Today was a GREAT day. I mean kids behaved, listened (mostly) to directions, didn't get in trouble at school. Heck, we even went to the park after I got off work and enjoyed some time together outside before we ate dinner as a family and settled in for the night.
And still, I was told by my little one, "You're not my mom. ___________ is my mom." And by the older one, "You're our foster mom, not our real mom."
Payback for saying that to my
Even though I know what the point is, and even though I know why I'm doing this and that one day they may understand and appreciate it all, it still hurts when those words escape those innocent lips. It still cuts the deepest.
It takes everything I have not to say hurtful, truthful things.
Things like, "Oh yeah? Well where is your mom? How come you can't live with her? Why isn't she here? Feeding you, doing homework with you, comforting you when you're sad, patching you up when you're hurt?"
It takes everything.
Because the reality is that I don't want to make them sad.
Their mother's failures are not their fault.

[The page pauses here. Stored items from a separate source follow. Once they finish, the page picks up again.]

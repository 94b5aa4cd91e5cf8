//! devgrid-health: readiness checks for the local cluster.
//!
//! Every wait in devgrid goes through one bounded poller:
//!
//! ```text
//! poll_until_ready(policy, cancel, probe)
//!   ├── membership probe   scheduler CLI output contains "alive"
//!   ├── job-health probe   "Deployed" table row shows 1/1/0
//!   └── external probe     HTTP GET, 2xx body contains "Healthy"
//! ```
//!
//! Probe errors are tolerated until the policy's error-streak limit (if
//! any) or timeout is reached. Every poll can be cancelled through a
//! `watch` channel.

pub mod poller;
pub mod probe;
pub mod status;

pub use poller::{PollError, PollOutcome, PollPolicy, PollSummary, poll_until_ready};
pub use probe::{
    HttpProbeError, HttpProbeFuture, HttpProber, HttpResponse, HyperProber, http_outcome,
    membership_outcome,
};
pub use status::{DeploymentSummary, is_deployment_healthy, members_ready, parse_deployment_summary};
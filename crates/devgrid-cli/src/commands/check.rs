use std::path::Path;
use std::time::Duration;

use anyhow::bail;

use devgrid_cluster::{DevgridError, check_prerequisites};
use devgrid_core::DevgridConfig;
use devgrid_exec::TokioRunner;

pub async fn check(config_path: Option<&Path>) -> anyhow::Result<()> {
    let (config, _) = DevgridConfig::load(config_path)?;
    let runner = TokioRunner::new().with_timeout(Some(Duration::from_secs(10)));

    match check_prerequisites(&config, &runner).await {
        Ok(()) => {
            println!(
                "✓ {} ({}) and {} ({}) are installed",
                config.discovery.display_name,
                config.discovery.binary,
                config.scheduler.display_name,
                config.scheduler.binary
            );
            Ok(())
        }
        Err(DevgridError::MissingDependency { message, .. }) => bail!("{message}"),
        Err(err) => Err(err.into()),
    }
}
pub mod config;
pub mod duration;
pub mod types;

pub use config::DevgridConfig;
pub use duration::parse_duration;
pub use types::*;
use std::path::Path;

use anyhow::{Context, bail};

use devgrid_core::DevgridConfig;
use devgrid_core::config::CONFIG_FILE_NAME;

pub fn init(path: &Path, force: bool) -> anyhow::Result<()> {
    let output = path.join(CONFIG_FILE_NAME);
    if output.exists() && !force {
        bail!("{} already exists (use --force to overwrite)", output.display());
    }

    let installer_dir = std::fs::canonicalize(path)
        .with_context(|| format!("installer directory {} not found", path.display()))?;
    let config = DevgridConfig::scaffold(&installer_dir);
    std::fs::write(&output, config.to_toml_string()?)
        .with_context(|| format!("failed to write {}", output.display()))?;

    println!("✓ Generated {}", output.display());
    Ok(())
}
//! Error types for cluster orchestration.

use std::path::PathBuf;
use std::time::Duration;

use thiserror::Error;

use devgrid_core::{AgentRole, MissingDependency, Stage};
use devgrid_exec::ExitInfo;
use devgrid_health::PollError;

/// Result type alias for orchestration operations.
pub type DevgridResult<T> = Result<T, DevgridError>;

/// Terminal failures of a bootstrap, deployment or stop.
///
/// Every variant that belongs to a pipeline stage names it, so the message
/// alone tells the user where things went wrong.
#[derive(Debug, Clone, Error)]
pub enum DevgridError {
    #[error("{message}")]
    MissingDependency {
        missing: MissingDependency,
        message: String,
    },

    #[error("{stage}: failed to run `{command}`: {reason}")]
    Dispatch {
        stage: Stage,
        command: String,
        reason: String,
    },

    #[error("{stage}: `{command}` exited with code {code}: {}", stderr.trim())]
    NonZeroExit {
        stage: Stage,
        command: String,
        code: i32,
        stderr: String,
    },

    #[error("{stage}: status query failed {failures} times in a row: {last_error}")]
    RepeatedStatusQueryFailure {
        stage: Stage,
        failures: u32,
        last_error: String,
    },

    #[error("{stage}: not healthy after {attempts} attempts over {waited:?}")]
    HealthCheckExhausted {
        stage: Stage,
        attempts: u32,
        waited: Duration,
    },

    #[error("{stage}: {role} exited unexpectedly ({}), see {}", ExitInfo { code: *code }, log.display())]
    AgentExited {
        stage: Stage,
        role: AgentRole,
        code: Option<i32>,
        log: PathBuf,
    },

    #[error("{stage}: {reason}")]
    Aborted { stage: Stage, reason: String },

    #[error("failed to stop the {role}")]
    TerminationFailure { role: AgentRole },

    #[error("a cluster instance is already running or being stopped")]
    AlreadyRunning,

    #[error("{stage} cancelled")]
    Cancelled { stage: Stage },

    #[error("invalid configuration: {0}")]
    Config(String),
}

impl DevgridError {
    /// Map a failed poll onto the stage it belongs to.
    pub fn from_poll(stage: Stage, err: PollError) -> Self {
        match err {
            PollError::TimedOut { attempts, waited } => DevgridError::HealthCheckExhausted {
                stage,
                attempts,
                waited,
            },
            PollError::ErrorStreak {
                failures,
                last_error,
            } => DevgridError::RepeatedStatusQueryFailure {
                stage,
                failures,
                last_error,
            },
            PollError::Aborted(reason) => DevgridError::Aborted { stage, reason },
            PollError::Cancelled { .. } => DevgridError::Cancelled { stage },
        }
    }

    /// The stage that failed, if the error belongs to one.
    pub fn stage(&self) -> Option<Stage> {
        match self {
            DevgridError::MissingDependency { .. } => Some(Stage::Prerequisites),
            DevgridError::Dispatch { stage, .. }
            | DevgridError::NonZeroExit { stage, .. }
            | DevgridError::RepeatedStatusQueryFailure { stage, .. }
            | DevgridError::HealthCheckExhausted { stage, .. }
            | DevgridError::AgentExited { stage, .. }
            | DevgridError::Aborted { stage, .. }
            | DevgridError::Cancelled { stage } => Some(*stage),
            DevgridError::TerminationFailure { .. } => Some(Stage::Teardown),
            DevgridError::AlreadyRunning | DevgridError::Config(_) => None,
        }
    }

    pub fn is_cancelled(&self) -> bool {
        matches!(self, DevgridError::Cancelled { .. })
    }
}

impl From<anyhow::Error> for DevgridError {
    fn from(err: anyhow::Error) -> Self {
        DevgridError::Config(format!("{err:#}"))
    }
}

They are not to blame.
And don't I love my mom? Don't I miss her?
I can't fault them for that.
My only prayer is that one day, they can express themselves more tactfully, less hurtfully.
Then again, I still need help with that at 33.
So there's that.
It's very hard. Even though I've never been told that, I still want to say, "I'm the one here for you, I'm the one who does all of these things to support you, where's your mom?" It's hard to be the bigger person! You're doing great!
ReplyDeleteYou're doing great, too, friend. They've said their share of hurtful things to you, even if it's not those words. I know how hard it can be to be doing all the work and still have to compete with a "ghost" mom. Love you!